Sunday, 25 September 2011

The Street of Ambiguous Narratives


"Everyone can talk about their memories of the time and explain a bit about how things were." (Christa Holtei, in Smith, 2011)
A picture book Die Straße ("The Street") illustrates "the history of Germany's turbulent last 100 years through the prism of a single street" with a focus on the Third Reich period, as well as "when the rebuilding of Germany began" after the war (Smith, 2011). Its illustrator Gerda Raidt notes the problem of addressing such event "without directly confronting the children with the horror" and has "tried to incorporate little hints all over the pictures" - a grocery store with its window smashed and shards of glass littering the pavement, a black mourning sash hangs over a portrait of a man, a portrait of Hitler has been stashed away in the attic...

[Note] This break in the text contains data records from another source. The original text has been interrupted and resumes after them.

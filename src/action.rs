//! # Actions
//!
//! An [`Action`] is one step an agent could take. Every action kind carries a
//! fixed precondition template, a place where it has to happen, and the effect
//! it has on the agent once executed. Actions are immutable values: plans hold
//! their own copies, and nothing about movement bookkeeping is stored on them.
//!
//! ## Basic Usage
//!
//! ```
//! use goap_planner::{Action, AgentState, Condition, Location};
//!
//! let work = Action::earn_money(10, 4, Some(Location::new(3, 3))).unwrap();
//!
//! // 10 money at 4 per month takes three months
//! assert_eq!(work.repeat_count(), 3);
//! assert_eq!(work.preconditions(), vec![Condition::HaveJob]);
//!
//! let agent = AgentState::new(Location::new(0, 0));
//! assert!(!work.can_perform(&agent));
//! assert_eq!(work.location_for(agent.position), Location::new(3, 3));
//! ```

use std::fmt;

use crate::agent::{AgentState, Location, Profession, EXACT_ACCURACY, LOCATION_ATTRIBUTE};
use crate::condition::Condition;
use crate::{GoapError, Result};

/// Where an action has to be carried out.
#[derive(Debug, Clone, Copy, PartialEq, Eq)]
pub enum LocationRequirement {
    /// Wherever the agent happens to be
    Anywhere,
    At(Location),
}

impl LocationRequirement {
    /// Location the agent must occupy, given where it currently is.
    pub fn resolve(&self, current: Location) -> Location {
        match self {
            Self::Anywhere => current,
            Self::At(location) => *location,
        }
    }
}

impl From<Option<Location>> for LocationRequirement {
    fn from(location: Option<Location>) -> Self {
        location.map_or(Self::Anywhere, Self::At)
    }
}

/// The kind of an action together with the parameters that kind needs.
#[derive(Debug, Clone, PartialEq, Eq)]
pub enum ActionKind {
    Move { from: Location, to: Location },
    FindItemLocation { item: String },
    SearchForItem { item: String },
    GetJob { monthly_pay: i64 },
    EarnMoneyByWorking { amount: i64, monthly_pay: i64 },
    StealMoney { amount: i64 },
    BuyItem { item: String, price: i64 },
    StealItem { item: String },
}

/// A single step of a plan.
///
/// Actions can only be built through the constructors below, which reject
/// parameters that would make the action meaningless.
///
/// # Examples
///
/// ```
/// use goap_planner::{Action, AgentState, Condition, Location};
///
/// let buy = Action::buy_item("cheese", 5, None).unwrap();
/// assert_eq!(buy.preconditions(), vec![Condition::have_money(5)]);
///
/// let mut agent = AgentState::new(Location::new(0, 0)).with_currency(8);
/// assert!(buy.can_perform(&agent));
///
/// buy.apply_effects(&mut agent);
/// assert!(agent.has_item("cheese"));
/// assert_eq!(agent.currency, 3);
///
/// // Prices cannot be negative
/// assert!(Action::buy_item("cheese", -1, None).is_err());
/// ```
#[derive(Debug, Clone, PartialEq, Eq)]
pub struct Action {
    kind: ActionKind,
    location: LocationRequirement,
}

impl Action {
    /// Travel from `from` to `to`.
    pub fn move_to(from: Location, to: Location) -> Self {
        Self {
            kind: ActionKind::Move { from, to },
            location: LocationRequirement::At(to),
        }
    }

    /// Ask around until the exact location of `item` is known.
    pub fn find_item_location(item: impl Into<String>) -> Self {
        Self {
            kind: ActionKind::FindItemLocation { item: item.into() },
            location: LocationRequirement::Anywhere,
        }
    }

    /// Comb the area `item` is roughly known to be in.
    pub fn search_for_item(item: impl Into<String>, site: Option<Location>) -> Self {
        Self {
            kind: ActionKind::SearchForItem { item: item.into() },
            location: site.into(),
        }
    }

    /// Get hired for `monthly_pay` per work cycle.
    pub fn get_job(monthly_pay: i64, site: Option<Location>) -> Result<Self> {
        if monthly_pay <= 0 {
            return Err(GoapError::InvalidIncome(monthly_pay));
        }
        Ok(Self {
            kind: ActionKind::GetJob { monthly_pay },
            location: site.into(),
        })
    }

    /// Work until `amount` money has been earned.
    pub fn earn_money(amount: i64, monthly_pay: i64, site: Option<Location>) -> Result<Self> {
        if amount <= 0 {
            return Err(GoapError::InvalidAmount(amount));
        }
        if monthly_pay <= 0 {
            return Err(GoapError::InvalidIncome(monthly_pay));
        }
        Ok(Self {
            kind: ActionKind::EarnMoneyByWorking {
                amount,
                monthly_pay,
            },
            location: site.into(),
        })
    }

    /// Steal `amount` money from whoever is nearby.
    pub fn steal_money(amount: i64) -> Result<Self> {
        if amount <= 0 {
            return Err(GoapError::InvalidAmount(amount));
        }
        Ok(Self {
            kind: ActionKind::StealMoney { amount },
            location: LocationRequirement::Anywhere,
        })
    }

    /// Buy `item` for `price` at `site`.
    pub fn buy_item(item: impl Into<String>, price: i64, site: Option<Location>) -> Result<Self> {
        let item = item.into();
        if price < 0 {
            return Err(GoapError::InvalidPrice { item, price });
        }
        Ok(Self {
            kind: ActionKind::BuyItem { item, price },
            location: site.into(),
        })
    }

    /// Take `item` from where it is kept.
    pub fn steal_item(item: impl Into<String>, site: Option<Location>) -> Self {
        Self {
            kind: ActionKind::StealItem { item: item.into() },
            location: site.into(),
        }
    }

    pub fn kind(&self) -> &ActionKind {
        &self.kind
    }

    pub fn location_requirement(&self) -> LocationRequirement {
        self.location
    }

    /// Stable snake_case tag of the action kind.
    pub fn name(&self) -> &'static str {
        match self.kind {
            ActionKind::Move { .. } => "move",
            ActionKind::FindItemLocation { .. } => "find_item_location",
            ActionKind::SearchForItem { .. } => "search_for_item",
            ActionKind::GetJob { .. } => "get_job",
            ActionKind::EarnMoneyByWorking { .. } => "earn_money_by_working",
            ActionKind::StealMoney { .. } => "steal_money",
            ActionKind::BuyItem { .. } => "buy_item",
            ActionKind::StealItem { .. } => "steal_item",
        }
    }

    /// Moves are never adjusted for movement themselves.
    pub fn is_move(&self) -> bool {
        matches!(self.kind, ActionKind::Move { .. })
    }

    /// Conditions that must hold before this action can run, in declaration order.
    pub fn preconditions(&self) -> Vec<Condition> {
        match &self.kind {
            ActionKind::Move { .. }
            | ActionKind::FindItemLocation { .. }
            | ActionKind::GetJob { .. }
            | ActionKind::StealMoney { .. } => vec![Condition::CanAct],
            ActionKind::SearchForItem { item } => vec![
                Condition::CanAct,
                Condition::have_rough_location_idea(item.clone()),
            ],
            ActionKind::EarnMoneyByWorking { .. } => vec![Condition::HaveJob],
            ActionKind::BuyItem { price, .. } => vec![Condition::have_money(*price)],
            ActionKind::StealItem { item } => vec![Condition::know_location(item.clone())],
        }
    }

    /// Preconditions `agent` does not satisfy yet.
    pub fn unmet_preconditions(&self, agent: &AgentState) -> Vec<Condition> {
        self.preconditions()
            .into_iter()
            .filter(|condition| !condition.is_satisfied(agent))
            .collect()
    }

    pub fn can_perform(&self, agent: &AgentState) -> bool {
        self.preconditions()
            .iter()
            .all(|condition| condition.is_satisfied(agent))
    }

    /// How many times the action runs before its purpose is met.
    pub fn repeat_count(&self) -> u64 {
        self.months_of_work().unsigned_abs().max(1)
    }

    /// Work cycles needed to earn the target amount, 0 for other kinds.
    fn months_of_work(&self) -> i64 {
        match self.kind {
            ActionKind::EarnMoneyByWorking {
                amount,
                monthly_pay,
            } => {
                // constructor guarantees both are positive
                amount / monthly_pay + i64::from(amount % monthly_pay != 0)
            }
            _ => 0,
        }
    }

    /// Location the agent has to occupy to run this action.
    pub fn location_for(&self, current: Location) -> Location {
        self.location.resolve(current)
    }

    /// Applies the action's projected outcome to `agent`.
    ///
    /// Located actions leave the agent standing where they happened.
    pub fn apply_effects(&self, agent: &mut AgentState) {
        agent.position = self.location_for(agent.position);
        match &self.kind {
            ActionKind::Move { .. } => {}
            ActionKind::FindItemLocation { item } | ActionKind::SearchForItem { item } => {
                agent
                    .knowledge
                    .set(item.clone(), LOCATION_ATTRIBUTE, EXACT_ACCURACY);
            }
            ActionKind::GetJob { monthly_pay } => {
                let mut profession = Profession::new(*monthly_pay);
                profession.work_site = match self.location {
                    LocationRequirement::At(site) => Some(site),
                    LocationRequirement::Anywhere => None,
                };
                agent.profession = Some(profession);
            }
            ActionKind::EarnMoneyByWorking { monthly_pay, .. } => {
                let earned = monthly_pay.saturating_mul(self.months_of_work());
                agent.currency = agent.currency.saturating_add(earned);
            }
            ActionKind::StealMoney { amount } => {
                agent.currency = agent.currency.saturating_add(*amount);
            }
            ActionKind::BuyItem { item, price } => {
                agent.currency = agent.currency.saturating_sub(*price);
                agent.possessions.insert(item.clone());
            }
            ActionKind::StealItem { item } => {
                agent.possessions.insert(item.clone());
            }
        }
    }
}

impl fmt::Display for Action {
    fn fmt(&self, f: &mut fmt::Formatter<'_>) -> fmt::Result {
        match &self.kind {
            ActionKind::Move { to, .. } => write!(f, "travel to {}", to),
            ActionKind::FindItemLocation { item } => write!(f, "find out where {} is", item),
            ActionKind::SearchForItem { item } => write!(f, "search for {}", item),
            ActionKind::GetJob { .. } => write!(f, "get a job"),
            ActionKind::EarnMoneyByWorking { amount, .. } => write!(
                f,
                "work for {} money ({} months)",
                amount,
                self.repeat_count()
            ),
            ActionKind::StealMoney { amount } => write!(f, "steal {} money", amount),
            ActionKind::BuyItem { item, price } => write!(f, "buy {} for {}", item, price),
            ActionKind::StealItem { item } => write!(f, "steal {}", item),
        }
    }
}
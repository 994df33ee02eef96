//! # Plans
//!
//! A [`Plan`] is the only thing that leaves the planner: an ordered list of
//! actions plus a record of any place the agent could not find a way to reach.

use std::fmt;
use std::slice;

use crate::action::Action;
use crate::agent::{AgentState, Location};
use crate::{GoapError, Result};

/// A location gap movement adjustment could not bridge.
#[derive(Debug, Clone, PartialEq, Eq)]
pub struct UnreachableLocation {
    /// Description of the action that needed to be at `to`
    pub action: String,
    pub from: Location,
    pub to: Location,
}

impl fmt::Display for UnreachableLocation {
    fn fmt(&self, f: &mut fmt::Formatter<'_>) -> fmt::Result {
        write!(
            f,
            "cannot reach {} from {} to {}",
            self.to, self.from, self.action
        )
    }
}

/// An ordered sequence of actions achieving a goal.
///
/// # Examples
///
/// ```
/// use goap_planner::{Action, AgentState, Location, Plan};
///
/// let plan = Plan::new(vec![
///     Action::move_to(Location::new(0, 0), Location::new(2, 2)),
///     Action::buy_item("cheese", 5, Some(Location::new(2, 2))).unwrap(),
/// ]);
///
/// let agent = AgentState::new(Location::new(0, 0)).with_currency(5);
/// let after = plan.simulate(&agent).unwrap();
///
/// assert!(after.has_item("cheese"));
/// assert!(plan.is_spatially_consistent(agent.position));
/// assert_eq!(format!("{}", plan), "travel to (2, 2) -> buy cheese for 5");
/// ```
#[derive(Debug, Clone, Default, PartialEq, Eq)]
pub struct Plan {
    actions: Vec<Action>,
    unreachable: Vec<UnreachableLocation>,
}

impl Plan {
    pub fn new(actions: Vec<Action>) -> Self {
        Self {
            actions,
            unreachable: Vec::new(),
        }
    }

    /// The plan for a goal that already holds.
    pub fn empty() -> Self {
        Self::default()
    }

    pub(crate) fn with_unreachable(
        actions: Vec<Action>,
        unreachable: Vec<UnreachableLocation>,
    ) -> Self {
        Self {
            actions,
            unreachable,
        }
    }

    pub fn actions(&self) -> &[Action] {
        &self.actions
    }

    pub fn into_actions(self) -> Vec<Action> {
        self.actions
    }

    pub fn len(&self) -> usize {
        self.actions.len()
    }

    pub fn is_empty(&self) -> bool {
        self.actions.is_empty()
    }

    pub fn iter(&self) -> slice::Iter<'_, Action> {
        self.actions.iter()
    }

    pub fn action_names(&self) -> Vec<&'static str> {
        self.actions.iter().map(Action::name).collect()
    }

    pub fn move_count(&self) -> usize {
        self.actions.iter().filter(|action| action.is_move()).count()
    }

    /// Number of action executions, counting repeats. Used as the plan cost.
    pub fn total_repeats(&self) -> u64 {
        self.actions
            .iter()
            .fold(0u64, |total, action| total.saturating_add(action.repeat_count()))
    }

    /// False when some action's location could not be reached.
    pub fn is_reachable(&self) -> bool {
        self.unreachable.is_empty()
    }

    pub fn unreachable(&self) -> &[UnreachableLocation] {
        &self.unreachable
    }

    /// Checks that every non-move action happens where the agent already is,
    /// starting from `start` and following the plan's moves.
    pub fn is_spatially_consistent(&self, start: Location) -> bool {
        let mut current = start;
        for action in &self.actions {
            if !action.is_move() && action.location_for(current) != current {
                return false;
            }
            current = action.location_for(current);
        }
        true
    }

    /// Replays the plan on a copy of `agent`, returning the projected final state.
    ///
    /// # Errors
    ///
    /// Returns [`GoapError::PreconditionNotMet`] at the first action whose
    /// preconditions the projected state does not satisfy.
    pub fn simulate(&self, agent: &AgentState) -> Result<AgentState> {
        let mut state = agent.clone();
        for action in &self.actions {
            if let Some(condition) = action.unmet_preconditions(&state).first() {
                return Err(GoapError::PreconditionNotMet(format!(
                    "{} requires {}",
                    action, condition
                )));
            }
            action.apply_effects(&mut state);
        }
        Ok(state)
    }
}

impl<'a> IntoIterator for &'a Plan {
    type Item = &'a Action;
    type IntoIter = slice::Iter<'a, Action>;

    fn into_iter(self) -> Self::IntoIter {
        self.iter()
    }
}

impl fmt::Display for Plan {
    fn fmt(&self, f: &mut fmt::Formatter<'_>) -> fmt::Result {
        if self.actions.is_empty() {
            return write!(f, "(nothing to do)");
        }
        let steps: Vec<String> = self.actions.iter().map(ToString::to_string).collect();
        write!(f, "{}", steps.join(" -> "))
    }
}
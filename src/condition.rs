//! # Conditions
//!
//! A [`Condition`] is something the planner wants to be true about an agent:
//! being somewhere, owning something, knowing something. Each condition can
//! test itself against an [`AgentState`] and list the actions that would make
//! it true when it is not.
//!
//! ```
//! use goap_planner::{AgentState, Condition, Location};
//!
//! let agent = AgentState::new(Location::new(0, 0)).with_currency(10);
//!
//! assert!(Condition::have_money(10).is_satisfied(&agent));
//! assert!(!Condition::have_item("cheese").is_satisfied(&agent));
//! ```

use std::fmt;

use crate::action::Action;
use crate::agent::{AgentState, Location, EXACT_ACCURACY, ROUGH_ACCURACY};
use crate::world::PlanningContext;
use crate::Result;

/// A checkable goal or precondition.
#[derive(Debug, Clone, PartialEq, Eq, Hash)]
pub enum Condition {
    /// Agent stands on `to`; `from` is where travel would start
    AtLocation { from: Location, to: Location },
    HaveItem { item: String },
    /// Agent knows exactly where `item` is
    KnowLocation { item: String },
    /// Agent knows at least roughly where `item` is
    HaveRoughLocationIdea { item: String },
    HaveMoney { amount: i64 },
    HaveJob,
    CanAct,
}

impl Condition {
    pub fn at_location(from: Location, to: Location) -> Self {
        Self::AtLocation { from, to }
    }

    pub fn have_item(item: impl Into<String>) -> Self {
        Self::HaveItem { item: item.into() }
    }

    pub fn know_location(item: impl Into<String>) -> Self {
        Self::KnowLocation { item: item.into() }
    }

    pub fn have_rough_location_idea(item: impl Into<String>) -> Self {
        Self::HaveRoughLocationIdea { item: item.into() }
    }

    pub fn have_money(amount: i64) -> Self {
        Self::HaveMoney { amount }
    }

    /// Stable snake_case tag of the condition kind.
    pub fn name(&self) -> &'static str {
        match self {
            Self::AtLocation { .. } => "at_location",
            Self::HaveItem { .. } => "have_item",
            Self::KnowLocation { .. } => "know_location",
            Self::HaveRoughLocationIdea { .. } => "have_rough_location_idea",
            Self::HaveMoney { .. } => "have_money",
            Self::HaveJob => "have_job",
            Self::CanAct => "can_act",
        }
    }

    /// Tests the condition against `agent` without side effects.
    pub fn is_satisfied(&self, agent: &AgentState) -> bool {
        match self {
            Self::AtLocation { to, .. } => agent.position == *to,
            Self::HaveItem { item } => agent.has_item(item),
            Self::KnowLocation { item } => {
                agent.knowledge.location_accuracy(item) == Some(EXACT_ACCURACY)
            }
            Self::HaveRoughLocationIdea { item } => agent
                .knowledge
                .location_accuracy(item)
                .map_or(false, |accuracy| accuracy <= ROUGH_ACCURACY),
            Self::HaveMoney { amount } => agent.currency >= *amount,
            Self::HaveJob => agent.profession.is_some(),
            Self::CanAct => agent.is_available_to_act(),
        }
    }

    /// Actions that could make this condition true, in the order the search
    /// should try them.
    ///
    /// An empty list means the condition has no known remedy. A rough idea of
    /// where something is, and being able to act at all, are never planned for.
    ///
    /// # Errors
    ///
    /// Fails when a collaborator hands back parameters no action can be built
    /// from, such as a negative price or a non-positive wage.
    pub fn candidate_actions(&self, ctx: &PlanningContext<'_>) -> Result<Vec<Action>> {
        let actions = match self {
            Self::AtLocation { from, to } => vec![Action::move_to(*from, *to)],
            Self::HaveItem { item } => {
                let mut actions = Vec::with_capacity(2);
                if let Some(price) = ctx.economy.price_of(item) {
                    actions.push(Action::buy_item(
                        item.clone(),
                        price,
                        ctx.world.point_of_sale(item),
                    )?);
                }
                actions.push(Action::steal_item(item.clone(), ctx.world.item_location(item)));
                actions
            }
            Self::KnowLocation { item } => vec![
                Action::find_item_location(item.clone()),
                Action::search_for_item(item.clone(), ctx.world.item_location(item)),
            ],
            Self::HaveRoughLocationIdea { .. } | Self::CanAct => Vec::new(),
            Self::HaveMoney { amount } => {
                let shortfall = amount.saturating_sub(ctx.agent.currency);
                if shortfall <= 0 {
                    return Ok(Vec::new());
                }
                let (monthly_pay, work_site) = match &ctx.agent.profession {
                    Some(profession) => (profession.monthly_pay, profession.work_site),
                    None => (ctx.economy.expected_monthly_pay(), None),
                };
                vec![
                    Action::earn_money(
                        shortfall,
                        monthly_pay,
                        work_site.or_else(|| ctx.world.hiring_site()),
                    )?,
                    Action::steal_money(shortfall)?,
                ]
            }
            Self::HaveJob => vec![Action::get_job(
                ctx.economy.expected_monthly_pay(),
                ctx.world.hiring_site(),
            )?],
        };
        Ok(actions)
    }
}

impl fmt::Display for Condition {
    fn fmt(&self, f: &mut fmt::Formatter<'_>) -> fmt::Result {
        match self {
            Self::AtLocation { to, .. } => write!(f, "be at {}", to),
            Self::HaveItem { item } => write!(f, "have {}", item),
            Self::KnowLocation { item } => write!(f, "know where {} is", item),
            Self::HaveRoughLocationIdea { item } => write!(f, "roughly know where {} is", item),
            Self::HaveMoney { amount } => write!(f, "have {} money", amount),
            Self::HaveJob => write!(f, "have a job"),
            Self::CanAct => write!(f, "be able to act"),
        }
    }
}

Raidt also notes "it's better if you have to ask for yourself, rather than having everything explained to you" and the prewar political developments depicted in the street scenes are intentionally ambiguous. The idea of depicting the history of the Third Reich without explaining it is a relatively new approach in Germany (Smith, 2011). 

Smith, David Gordon (2011) Where's Adolf? Tackling Germany's Nazi Past in a Children's Book. [Online]
 http://www.spiegel.de/international/zeitgeist/0,1518,788117,00.html [25/09/2011]


Holtei, Christa and Haidt, Gerda (2011) Die Strasse: Eine Bilderreise durch 100 Jahre [Online] 
http://www.beltz.de/fileadmin/beltz/leseproben/978-3-407-79444-4.pdf [25/09/2011]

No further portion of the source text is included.